Work to complete
All lines between the start of the listing below and the line containing "pub fn read_records<R: Read>(reader: R)", inclusive, must be repeated exactly.

=== Begin Enclosure ===

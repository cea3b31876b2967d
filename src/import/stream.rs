//! Streaming JSON5 recipe records
//!
//! Supports single-line JSONL, several objects on one line, and multi-line
//! JSON5 objects:
//!
//! ```text
//! {output: "torch", quantity: 4, grid: ["- - -", "- coal -", "- stick -"]}
//! {
//!   // comments and trailing commas are fine
//!   output: "planks", /* block comments too */
//!   quantity: 4,
//!   grid: ["- - -", "- - -", "log - -"],
//! }
//! ```

use std::io::{BufRead, BufReader, Read};

use crate::models::RecipeRecord;

use super::ImportError;

type Parsed = Result<(usize, RecipeRecord), ImportError>;

/// Split a stream into JSON5 objects and parse each one.
///
/// Objects are delimited by tracking brace and bracket depth outside of
/// strings and comments, so one malformed object does not hide the ones after
/// it. Each entry carries the line the object starts on.
pub fn read_records<R: Read>(reader: R) -> std::io::Result<Vec<Parsed>> {
    let mut scanner = Scanner::default();
    let mut records = Vec::new();

    for (index, line) in BufReader::new(reader).lines().enumerate() {
        scanner.feed_line(&line?, index + 1, &mut records);
    }

    if !scanner.accumulator.trim().is_empty() {
        records.push(Err(ImportError::Malformed {
            line: scanner.start_line,
            message: "unterminated recipe object".to_string(),
        }));
    }

    Ok(records)
}

/// Object boundary state carried across lines.
#[derive(Debug, Default)]
struct Scanner {
    accumulator: String,
    start_line: usize,
    brace_depth: i32,
    bracket_depth: i32,
    in_string: Option<char>,
    escape_next: bool,
    in_block_comment: bool,
}

impl Scanner {
    fn feed_line(&mut self, line: &str, line_no: usize, records: &mut Vec<Parsed>) {
        if !self.accumulator.is_empty() {
            self.accumulator.push('\n');
            // A trailing backslash continues the string onto this line
            self.escape_next = false;
        }

        let mut chars = line.chars().peekable();
        while let Some(ch) = chars.next() {
            if self.in_block_comment {
                if ch == '*' && chars.peek() == Some(&'/') {
                    chars.next();
                    self.in_block_comment = false;
                    self.keep("*/");
                } else {
                    self.keep_char(ch);
                }
                continue;
            }

            if let Some(quote) = self.in_string {
                self.accumulator.push(ch);
                if self.escape_next {
                    self.escape_next = false;
                } else if ch == '\\' {
                    self.escape_next = true;
                } else if ch == quote {
                    self.in_string = None;
                }
                continue;
            }

            match (ch, chars.peek().copied()) {
                ('/', Some('/')) => {
                    let rest: String = std::iter::once(ch).chain(chars.by_ref()).collect();
                    self.keep(&rest);
                    break;
                }
                ('/', Some('*')) => {
                    chars.next();
                    self.in_block_comment = true;
                    self.keep("/*");
                    continue;
                }
                _ => {}
            }

            if self.accumulator.is_empty() {
                if ch.is_whitespace() {
                    continue;
                }
                self.start_line = line_no;
            }
            self.accumulator.push(ch);

            match ch {
                '"' | '\'' => self.in_string = Some(ch),
                '{' => self.brace_depth += 1,
                '}' => self.brace_depth -= 1,
                '[' => self.bracket_depth += 1,
                ']' => self.bracket_depth -= 1,
                _ => {}
            }

            if ch == '}' && self.at_top_level() {
                records.push(self.flush());
            }
        }

        // Stray text outside any object is reported on the line it ends
        if !self.accumulator.is_empty() && !self.in_block_comment && self.at_top_level() {
            records.push(self.flush());
        }
    }

    fn at_top_level(&self) -> bool {
        self.brace_depth <= 0 && self.bracket_depth <= 0
    }

    /// Keep comment text only when it sits inside an object.
    fn keep(&mut self, text: &str) {
        if !self.accumulator.is_empty() {
            self.accumulator.push_str(text);
        }
    }

    fn keep_char(&mut self, ch: char) {
        if !self.accumulator.is_empty() {
            self.accumulator.push(ch);
        }
    }

    fn flush(&mut self) -> Parsed {
        let parsed = parse_record(&self.accumulator, self.start_line);
        self.accumulator.clear();
        self.brace_depth = 0;
        self.bracket_depth = 0;
        self.in_string = None;
        self.escape_next = false;
        parsed
    }
}

fn parse_record(text: &str, line: usize) -> Parsed {
    json5::from_str::<RecipeRecord>(text)
        .map(|record| (line, record))
        .map_err(|e| ImportError::Malformed { line, message: e.to_string() })
}

#[cfg(test)]
mod tests {
    use super::*;
    use std::io::Cursor;

    #[test]
    fn test_single_line_records() {
        let input = r#"{"output": "torch", "quantity": 4, "grid": ["- - -", "- coal -", "- stick -"]}
{"output": "planks", "quantity": 4, "grid": ["- - -", "- - -", "log - -"]}"#;
        let records = read_records(Cursor::new(input)).unwrap();
        assert_eq!(records.len(), 2);
        let (line, torch) = records[0].as_ref().unwrap();
        assert_eq!(*line, 1);
        assert_eq!(torch.output, "torch");
        assert_eq!(records[1].as_ref().unwrap().0, 2);
    }

    #[test]
    fn test_multi_line_json5() {
        let input = r#"
// leading comment
{
  output: "planks", // trailing comment with { brace
  quantity: 4,
  grid: [
    "- - -",
    "- - -",
    "log - -",
  ],
}
"#;
        let records = read_records(Cursor::new(input)).unwrap();
        assert_eq!(records.len(), 1);
        let (line, record) = records[0].as_ref().unwrap();
        assert_eq!(*line, 3);
        assert_eq!(record.grid.len(), 3);
    }

    #[test]
    fn test_braces_inside_strings() {
        let input = r#"{output: "odd}name", grid: ["{ - -", "- - -", "- - ["]}"#;
        let records = read_records(Cursor::new(input)).unwrap();
        assert_eq!(records.len(), 1);
        assert_eq!(records[0].as_ref().unwrap().1.output, "odd}name");
    }

    #[test]
    fn test_malformed_object_does_not_stop_stream() {
        let input = "{output: torch}\n{output: \"planks\", grid: [\"log\"]}\n";
        let records = read_records(Cursor::new(input)).unwrap();
        assert_eq!(records.len(), 2);
        assert!(matches!(records[0], Err(ImportError::Malformed { line: 1, .. })));
        assert!(records[1].is_ok());
    }

    #[test]
    fn test_block_comment_with_brace() {
        let input = "{output: \"torch\", quantity: 4, /* { */\n grid: [\"- - -\", \"- coal -\", \"- stick -\"]}\n{output: \"planks\", grid: [\"- - -\", \"- - -\", \"log - -\"]}\n";
        let records = read_records(Cursor::new(input)).unwrap();
        assert_eq!(records.len(), 2);
        let (line, torch) = records[0].as_ref().unwrap();
        assert_eq!(*line, 1);
        assert_eq!(torch.output, "torch");
        let (line, planks) = records[1].as_ref().unwrap();
        assert_eq!(*line, 3);
        assert_eq!(planks.output, "planks");
    }

    #[test]
    fn test_block_comment_between_objects() {
        let input = "/* header\n { \" unbalanced\n*/\n{output: \"stick\", grid: [\"a\"]}\n";
        let records = read_records(Cursor::new(input)).unwrap();
        assert_eq!(records.len(), 1);
        let (line, stick) = records[0].as_ref().unwrap();
        assert_eq!(*line, 4);
        assert_eq!(stick.output, "stick");
    }

    #[test]
    fn test_comment_markers_inside_strings() {
        let input = r#"{output: "a/*b", grid: ["// - -"]}"#;
        let records = read_records(Cursor::new(input)).unwrap();
        assert_eq!(records.len(), 1);
        let (_, record) = records[0].as_ref().unwrap();
        assert_eq!(record.output, "a/*b");
        assert_eq!(record.grid, vec!["// - -"]);
    }

    #[test]
    fn test_several_objects_on_one_line() {
        let input = r#"{output: "torch", grid: ["a"]} {output: "planks", grid: ["b"]}"#;
        let records = read_records(Cursor::new(input)).unwrap();
        assert_eq!(records.len(), 2);
        assert_eq!(records[0].as_ref().unwrap().1.output, "torch");
        assert_eq!(records[1].as_ref().unwrap().1.output, "planks");
        assert_eq!(records[1].as_ref().unwrap().0, 1);
    }

    #[test]
    fn test_unterminated_object() {
        let input = "{output: \"torch\",\n quantity: 4,\n";
        let records = read_records(Cursor::new(input)).unwrap();
        assert_eq!(records.len(), 1);
        assert!(records[0].is_err());
    }
}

=== End Enclosure ===

Exercise solution
repository cea3b31876b2967d
filename src/import/stream.rs
//! Streaming JSON5 recipe records
//!
//! Supports single-line JSONL, several objects on one line, and multi-line
//! JSON5 objects:
//!
//! ```text
//! {output: "torch", quantity: 4, grid: ["- - -", "- coal -", "- stick -"]}
//! {
//!   // comments and trailing commas are fine
//!   output: "planks", /* block comments too */
//!   quantity: 4,
//!   grid: ["- - -", "- - -", "log - -"],
//! }
//! ```

use std::io::{BufRead, BufReader, Read};

use crate::models::RecipeRecord;

use super::ImportError;

type Parsed = Result<(usize, RecipeRecord), ImportError>;

/// Split a stream into JSON5 objects and parse each one.
///
/// Objects are delimited by tracking brace and bracket depth outside of
/// strings and comments, so one malformed object does not hide the ones after
/// it. Each entry carries the line the object starts on.
pub fn read_records<R: Read>(reader: R) -> std::io::Result<Vec<Parsed>> {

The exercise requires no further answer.